Mungkin ada beberapa jenis gen yang terpengaruh oleh seleksi alam ini (misalnya gen yang membantu manusia untuk berlari lebih cepat), perubahan lainnya pada DNA kita mungkin tidak memberikan pengaruh yang nyata pada kita.
Sebuah variasi genetik netral juga dapat tersebar dalam sebuah populasi melalui mekanisme lainnya yang disebut dengan ‘hanyutan genetik’ atau ‘genetic drift’.
Hanyutan genetik bekerja secara kebetulan: ketika beberapa individual yang mungkin tidak beruntung dan mati karena sebab yang tidak ada hubungannya dengan gen mereka. Variasi gen mereka yang unik tidak bisa mencapai generasi selanjutnya, sehingga populasi akan berubah.

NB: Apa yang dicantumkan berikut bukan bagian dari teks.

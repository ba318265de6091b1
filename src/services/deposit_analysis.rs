//! Item recognition for deposits through an external vision model.
//!
//! The photo is sent to an OpenAI-compatible chat-completions endpoint that
//! answers with `KEY: value` lines. Missing or unparsable fields fall back
//! to the defaults in [`DepositAnalysis::default`].

use crate::config::VisionConfig;
use crate::error::{AppError, AppResult};
use base64::Engine;
use regex::Regex;
use reqwest::Client;
use rust_decimal::Decimal;
use serde::{Deserialize, Serialize};
use std::str::FromStr;
use std::sync::OnceLock;
use tracing::{error, info};

const ANALYSIS_PROMPT: &str = "Identify the item in this photo for a resale marketplace. \
Answer with exactly these lines and nothing else:\n\
NAME: <short item name>\n\
DESCRIPTION: <one sentence>\n\
CATEGORY: <clothing, shoes, accessories, electronics or other>\n\
SUBCATEGORY: <e.g. shirt, sneakers, watch, phone>\n\
BRAND: <brand name or Generic>\n\
ESTIMATED_VALUE: <resale value in USD, number only>\n\
CONDITION: <new, excellent, good, fair or poor>";

static FIELD_LINE: OnceLock<Option<Regex>> = OnceLock::new();
static NUMBER: OnceLock<Option<Regex>> = OnceLock::new();

fn field_line() -> Option<&'static Regex> {
    FIELD_LINE
        .get_or_init(|| Regex::new(r"(?m)^\s*\**([A-Za-z_ ]+?)\**\s*:\s*(.*?)\s*$").ok())
        .as_ref()
}

fn number() -> Option<&'static Regex> {
    NUMBER
        .get_or_init(|| Regex::new(r"\d+(?:\.\d+)?").ok())
        .as_ref()
}

#[derive(Debug, Clone, Deserialize)]
pub struct AnalyzeDepositRequest {
    pub image_base64: String,
}

/// Recognized item attributes, ready to prefill a deposit
#[derive(Debug, Clone, PartialEq, Serialize, Deserialize)]
pub struct DepositAnalysis {
    pub name: String,
    pub description: String,
    pub category: String,
    pub subcategory: String,
    pub brand: String,
    pub estimated_value: Decimal,
    pub condition: String,
}

impl Default for DepositAnalysis {
    fn default() -> Self {
        Self {
            name: "Unknown Item".to_string(),
            description: String::new(),
            category: "other".to_string(),
            subcategory: "general".to_string(),
            brand: "Generic".to_string(),
            estimated_value: Decimal::new(10, 0),
            condition: "good".to_string(),
        }
    }
}

impl DepositAnalysis {
    /// Parse the model's `KEY: value` answer. Unknown keys are ignored.
    pub fn parse(text: &str) -> Self {
        let mut analysis = Self::default();
        let Some(fields) = field_line() else {
            return analysis;
        };

        for caps in fields.captures_iter(text) {
            let key = caps[1].trim().to_uppercase().replace(' ', "_");
            let value = caps[2].trim();
            if value.is_empty() {
                continue;
            }

            match key.as_str() {
                "NAME" => analysis.name = value.to_string(),
                "DESCRIPTION" => analysis.description = value.to_string(),
                "CATEGORY" => analysis.category = value.to_lowercase(),
                "SUBCATEGORY" => analysis.subcategory = value.to_lowercase(),
                "BRAND" => analysis.brand = value.to_string(),
                "CONDITION" => analysis.condition = value.to_lowercase(),
                "ESTIMATED_VALUE" => {
                    let cleaned = value.replace(',', "");
                    if let Some(m) = number().and_then(|re| re.find(&cleaned)) {
                        if let Ok(v) = Decimal::from_str(m.as_str()) {
                            analysis.estimated_value = v.round_dp(2);
                        }
                    }
                }
                _ => {}
            }
        }

        analysis
    }
}

/// Strip an optional `data:<mime>;base64,` prefix and check the payload decodes
pub fn normalize_image(image_base64: &str) -> AppResult<String> {
    let trimmed = image_base64.trim();
    let payload = match trimmed.split_once(";base64,") {
        Some((prefix, data)) if prefix.starts_with("data:") => data,
        _ => trimmed,
    };

    if payload.is_empty() {
        return Err(AppError::Validation("image_base64 is required".to_string()));
    }

    base64::engine::general_purpose::STANDARD
        .decode(payload)
        .map_err(|e| AppError::Validation(format!("image_base64 is not valid base64: {}", e)))?;

    Ok(payload.to_string())
}

/// Client for the vision model used by deposit analysis
pub struct DepositAnalysisService {
    client: Client,
    config: VisionConfig,
}

impl DepositAnalysisService {
    pub fn new(config: VisionConfig) -> AppResult<Self> {
        let client = Client::builder()
            .timeout(config.timeout())
            .build()
            .map_err(|e| AppError::Config(format!("Failed to build HTTP client: {}", e)))?;

        Ok(Self { client, config })
    }

    pub fn is_configured(&self) -> bool {
        self.config.url.is_some()
    }

    pub async fn analyze(&self, req: AnalyzeDepositRequest) -> AppResult<DepositAnalysis> {
        let image = normalize_image(&req.image_base64)?;

        let url = self.config.url.as_deref().ok_or_else(|| {
            AppError::ExternalService("Vision service is not configured".to_string())
        })?;

        let body = serde_json::json!({
            "model": self.config.model,
            "messages": [{
                "role": "user",
                "content": [
                    { "type": "text", "text": ANALYSIS_PROMPT },
                    {
                        "type": "image_url",
                        "image_url": { "url": format!("data:image/jpeg;base64,{}", image) }
                    }
                ]
            }],
            "max_tokens": 300
        });

        let mut request = self.client.post(url).json(&body);
        if let Some(key) = &self.config.api_key {
            request = request.bearer_auth(key);
        }

        let response = request.send().await.map_err(|e| {
            error!("Vision service request failed: {}", e);
            AppError::ExternalService(format!("Vision service request failed: {}", e))
        })?;

        let status = response.status();
        if !status.is_success() {
            let text = response.text().await.unwrap_or_default();
            error!("Vision service returned {}: {}", status, text);
            return Err(AppError::ExternalService(format!(
                "Vision service returned {}",
                status
            )));
        }

        let payload: serde_json::Value = response.json().await.map_err(|e| {
            AppError::ExternalService(format!("Invalid vision service response: {}", e))
        })?;

        let content = payload
            .pointer("/choices/0/message/content")
            .and_then(|c| c.as_str())
            .ok_or_else(|| {
                AppError::ExternalService("Vision service response has no content".to_string())
            })?;

        let analysis = DepositAnalysis::parse(content);
        info!(
            "Analyzed deposit: {} ({} {}), estimated {}",
            analysis.name, analysis.brand, analysis.subcategory, analysis.estimated_value
        );
        Ok(analysis)
    }
}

Hanyutan genetik ini juga tidak memerlukan seleksi tekanan, dan masih terus berlangsung hingga saat ini.
Seleksi alam masih terjadi pada manusia
Ketika kondisi sekitar semakin mempermudah apa yang kita lakukan, sebenarnya tekanan seleksi masih ada di sekitar kita, artinya proses seleksi alam masih terus terjadi.
Seperti mamalia lainnya, manusia kehilangan kemampuan untuk mencerna susu ketika berhenti menyusu pada ibunya. Hal ini disebabkan tubuh kita berhenti memproduksi enzim yang disebut laktase. Di beberapa negara, pada populasinya telah terdapat orang yang mampu memproduksi enzim laktase sepanjang hidupnya.
Di negara-negara Eropa, berkat kehadiran variasi gen spesifik yang menghasilkan kemampuan memproduksi laktase yang diberi nama -13919*, maka populasi di sana kebanyakan dapat mencerna susu. Berdasarkan hasil penelitian variasi gen spesifik ini pada sampel DNA manusia purba, para peneliti mengetahui bahwa gen tersebut menyebabkan manusia mulai memelihara dan memerah susu dari hewan.
Contoh lainnya dari hasil seleksi alam pada manusia adalah proses adaptasi pada masyarakat suku Bajau, Indonesia, yang hidup di atas rumah kapal di lautan dan menghabiskan waktu sepanjang hidupnya untuk menyelam, berburu ikan atau mengumpulkan kulit kerang.
Hasil pencitraan ultrasound menunjukkan bahwa orang-orang suku Bajau memiliki ukuran limpa yang lebih besar dari orang-orang pada umumnya, sebuah adaptasi yang membuat mereka mampu bertahan di dalam air dalam waktu lama.
Evolusi tidak bisa dihentikan
Evolusi dapat terjadi dalam mekanisme yang berbeda-beda seperti halnya seleksi alam dan hanyutan genetik. Karena lingkungan di sekitar kita terus berubah, seleksi alam selalu terjadi, dan walaupun kita telah menyesuaikan dengan lingkungan kita, proses evolusi pada manusia terus berjalan.
Dr. Alywyn Scally, seorang pakar evolusi dan genetik dari University of Cambridge mengatakan: “Selama proses reproduksi manusia menyertakan proses mutasi genetik random (dan hukum alam menjamin proses ini akan selalu ada), perbedaan akan terus ada dari satu generasi ke generasi lainnya, artinya proses evolusi tidak akan pernah bisa dihentikan.”
Manusia masih terus berevolusi, dan mungkin akan terus berubah di masa depan.